La question est de savoir si l’action tendant à voir constater la caducité d’une procédure de distribution dans le cadre d’une saisie immobilière au titre de l’arrêt des poursuites individuelles peut être engagée par le mandataire liquidateur alors qu’il n’a exercé aucun recours à la suite de la notification du projet de distribution amiable par lettre recommandée avec accusé de réception ?
Dans quelles conditions les effets de la liquidation judiciaire s’imposent au stade de l’établissement d’un projet de distribution en suite de la vente aux enchères publiques d’un bien immobilier ?
Article :
Il convient de s’intéresser à un arrêt qui a été rendu par la Cour de Cassation en ce mois d’avril et qui vient aborder la problématique de la juxtaposition entre une saisie immobilière et son projet de distribution et la mise en liquidation judiciaire du débiteur.
Dans cette affaire, sur les poursuites engagées par la banque contre une SCI, la SCI P, un jugement d’adjudication a été rendu le 13 octobre 2011, lequel jugement a été publié le 31 juillet 2012, adjugeant ledit bien immobilier vendu aux enchères publiques au profit de l’adjudicataire, Monsieur N.

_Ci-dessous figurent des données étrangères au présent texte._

//! Netlink and bridge shims. The sandbox refuses netlink multicast
//! subscriptions and most bridge ioctls; the runtimes treat either failure
//! as fatal even though they can live without the notifications.

use crate::{policy, real};
use libc::{c_int, c_ulong, c_void, size_t, socklen_t, ssize_t};
use mirage_policy::BindVerdict;
use std::sync::atomic::{AtomicU64, Ordering};

const FD_LIMIT: usize = 1024;

/// Lock-free bitmap of descriptors created with `AF_NETLINK`. Mutated only
/// from the socket and close shims, read from the rest; descriptors at or
/// above the limit are simply never tracked.
pub(crate) struct FdSet {
    words: [AtomicU64; FD_LIMIT / 64],
}

impl FdSet {
    pub(crate) const fn new() -> Self {
        Self {
            words: [const { AtomicU64::new(0) }; FD_LIMIT / 64],
        }
    }

    fn slot(fd: c_int) -> Option<(usize, u64)> {
        if fd < 0 || fd as usize >= FD_LIMIT {
            return None;
        }
        Some((fd as usize / 64, 1u64 << (fd as usize % 64)))
    }

    pub(crate) fn insert(&self, fd: c_int) -> bool {
        match Self::slot(fd) {
            Some((w, bit)) => {
                self.words[w].fetch_or(bit, Ordering::Relaxed);
                true
            }
            None => false,
        }
    }

    /// Clears the bit whether or not it was set; returns whether it was.
    pub(crate) fn remove(&self, fd: c_int) -> bool {
        match Self::slot(fd) {
            Some((w, bit)) => self.words[w].fetch_and(!bit, Ordering::Relaxed) & bit != 0,
            None => false,
        }
    }

    pub(crate) fn contains(&self, fd: c_int) -> bool {
        match Self::slot(fd) {
            Some((w, bit)) => self.words[w].load(Ordering::Relaxed) & bit != 0,
            None => false,
        }
    }
}

static NETLINK_FDS: FdSet = FdSet::new();

// linux/sockios.h; libc carries none of the bridge requests.
const SIOCBRADDBR: c_ulong = 0x89a0;
const SIOCBRDELBR: c_ulong = 0x89a1;
const SIOCBRADDIF: c_ulong = 0x89a2;
const SIOCBRDELIF: c_ulong = 0x89a3;
const SIOCDEVPRIVATE: c_ulong = 0x89f0;

fn is_bridge_query_name(name: &[u8]) -> bool {
    name.starts_with(b"docker") || name.starts_with(b"br-")
}

/// The name field of a caller-owned request structure; the slice lives no
/// longer than the borrow of that structure.
unsafe fn ifr_name_bytes<'a>(ifr: &'a libc::ifreq) -> &'a [u8] {
    let raw = &ifr.ifr_name;
    let bytes = std::slice::from_raw_parts(raw.as_ptr() as *const u8, raw.len());
    let end = bytes.iter().position(|b| *b == 0).unwrap_or(bytes.len());
    &bytes[..end]
}

#[no_mangle]
pub unsafe extern "C" fn socket(domain: c_int, ty: c_int, protocol: c_int) -> c_int {
    let fd = (real().socket)(domain, ty, protocol);
    if fd >= 0 && domain == libc::AF_NETLINK && NETLINK_FDS.insert(fd) {
        shim_log!("tracking netlink socket fd={fd}");
    }
    fd
}

#[no_mangle]
pub unsafe extern "C" fn bind(
    sockfd: c_int,
    addr: *const libc::sockaddr,
    addrlen: socklen_t,
) -> c_int {
    if NETLINK_FDS.contains(sockfd)
        && !addr.is_null()
        && (*addr).sa_family == libc::AF_NETLINK as libc::sa_family_t
    {
        let nl = &*(addr as *const libc::sockaddr_nl);
        if policy().on_netlink_bind(nl.nl_groups) == BindVerdict::RetryWithoutGroups {
            shim_log!(
                "bind fd={sockfd} groups={:#x}: clearing multicast mask",
                nl.nl_groups
            );
            let mut safe = *nl;
            safe.nl_groups = 0;
            (real().bind)(
                sockfd,
                &safe as *const libc::sockaddr_nl as *const libc::sockaddr,
                addrlen,
            );
            // the subscription cannot be honoured here; the callers we care
            // about only need the bind itself to succeed
            return 0;
        }
    }
    (real().bind)(sockfd, addr, addrlen)
}

#[no_mangle]
pub unsafe extern "C" fn setsockopt(
    sockfd: c_int,
    level: c_int,
    optname: c_int,
    optval: *const c_void,
    optlen: socklen_t,
) -> c_int {
    if NETLINK_FDS.contains(sockfd) {
        if let Some(ret) = policy().on_netlink_setsockopt() {
            shim_log!("setsockopt fd={sockfd} level={level} optname={optname}: forcing {ret}");
            return ret as c_int;
        }
    }
    (real().setsockopt)(sockfd, level, optname, optval, optlen)
}

#[no_mangle]
pub unsafe extern "C" fn ioctl(fd: c_int, request: c_ulong, argp: *mut c_void) -> c_int {
    match request {
        SIOCBRADDBR | SIOCBRDELBR | SIOCBRADDIF | SIOCBRDELIF => {
            shim_log!("bridge ioctl {request:#x} on fd={fd}");
            (real().ioctl)(fd, request, argp)
        }
        r if (r == SIOCDEVPRIVATE || r == libc::SIOCGIFFLAGS) && !argp.is_null() => {
            let ifr = argp as *mut libc::ifreq;
            if !is_bridge_query_name(ifr_name_bytes(&*ifr)) {
                return (real().ioctl)(fd, request, argp);
            }
            let ret = (real().ioctl)(fd, request, argp);
            if ret < 0 {
                // the sandbox cannot answer; report success with an empty
                // reply so the interface probe keeps going
                shim_log!(
                    "ioctl {request:#x} on {} failed, reporting empty success",
                    String::from_utf8_lossy(ifr_name_bytes(&*ifr))
                );
                let union_at = std::mem::size_of_val(&(*ifr).ifr_name);
                std::ptr::write_bytes(
                    (argp as *mut u8).add(union_at),
                    0,
                    std::mem::size_of::<libc::ifreq>() - union_at,
                );
                return 0;
            }
            ret
        }
        _ => (real().ioctl)(fd, request, argp),
    }
}

#[no_mangle]
pub unsafe extern "C" fn sendto(
    sockfd: c_int,
    buf: *const c_void,
    len: size_t,
    flags: c_int,
    dest: *const libc::sockaddr,
    addrlen: socklen_t,
) -> ssize_t {
    if NETLINK_FDS.contains(sockfd) {
        shim_log!("sendto fd={sockfd} len={len}");
    }
    (real().sendto)(sockfd, buf, len, flags, dest, addrlen)
}

#[no_mangle]
pub unsafe extern "C" fn recvfrom(
    sockfd: c_int,
    buf: *mut c_void,
    len: size_t,
    flags: c_int,
    src: *mut libc::sockaddr,
    addrlen: *mut socklen_t,
) -> ssize_t {
    let ret = (real().recvfrom)(sockfd, buf, len, flags, src, addrlen);
    if NETLINK_FDS.contains(sockfd) {
        shim_log!("recvfrom fd={sockfd} -> {ret}");
    }
    ret
}

#[no_mangle]
pub unsafe extern "C" fn close(fd: c_int) -> c_int {
    if NETLINK_FDS.remove(fd) {
        shim_log!("untracking netlink socket fd={fd}");
    }
    (real().close)(fd)
}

Ce dernier adjudicataire a consigné le prix les 30 novembre 2011 et 3 février 2012 entre les mains du Bâtonnier de l’Ordre des avocats, désigné pour l’occasion en qualité de séquestre.
L’avocat de la banque a par la suite établi le 31 janvier 2014 le projet de distribution amiable du prix d’adjudication.
On peut quand même à ce stade s’étonner de l’inertie de la banque qui a mis près de deux ans à établir un projet de distribution.
Or, par un jugement du 11 février 2014, la SCI P a été mise en redressement judiciaire et Maître H désigné en qualité de mandataire judiciaire, la procédure étant ultérieurement convertie en liquidation judiciaire.
Le 14 mars 2014, la banque a notifié au mandataire judiciaire, ès qualité, le projet de distribution amiable du prix d’adjudication.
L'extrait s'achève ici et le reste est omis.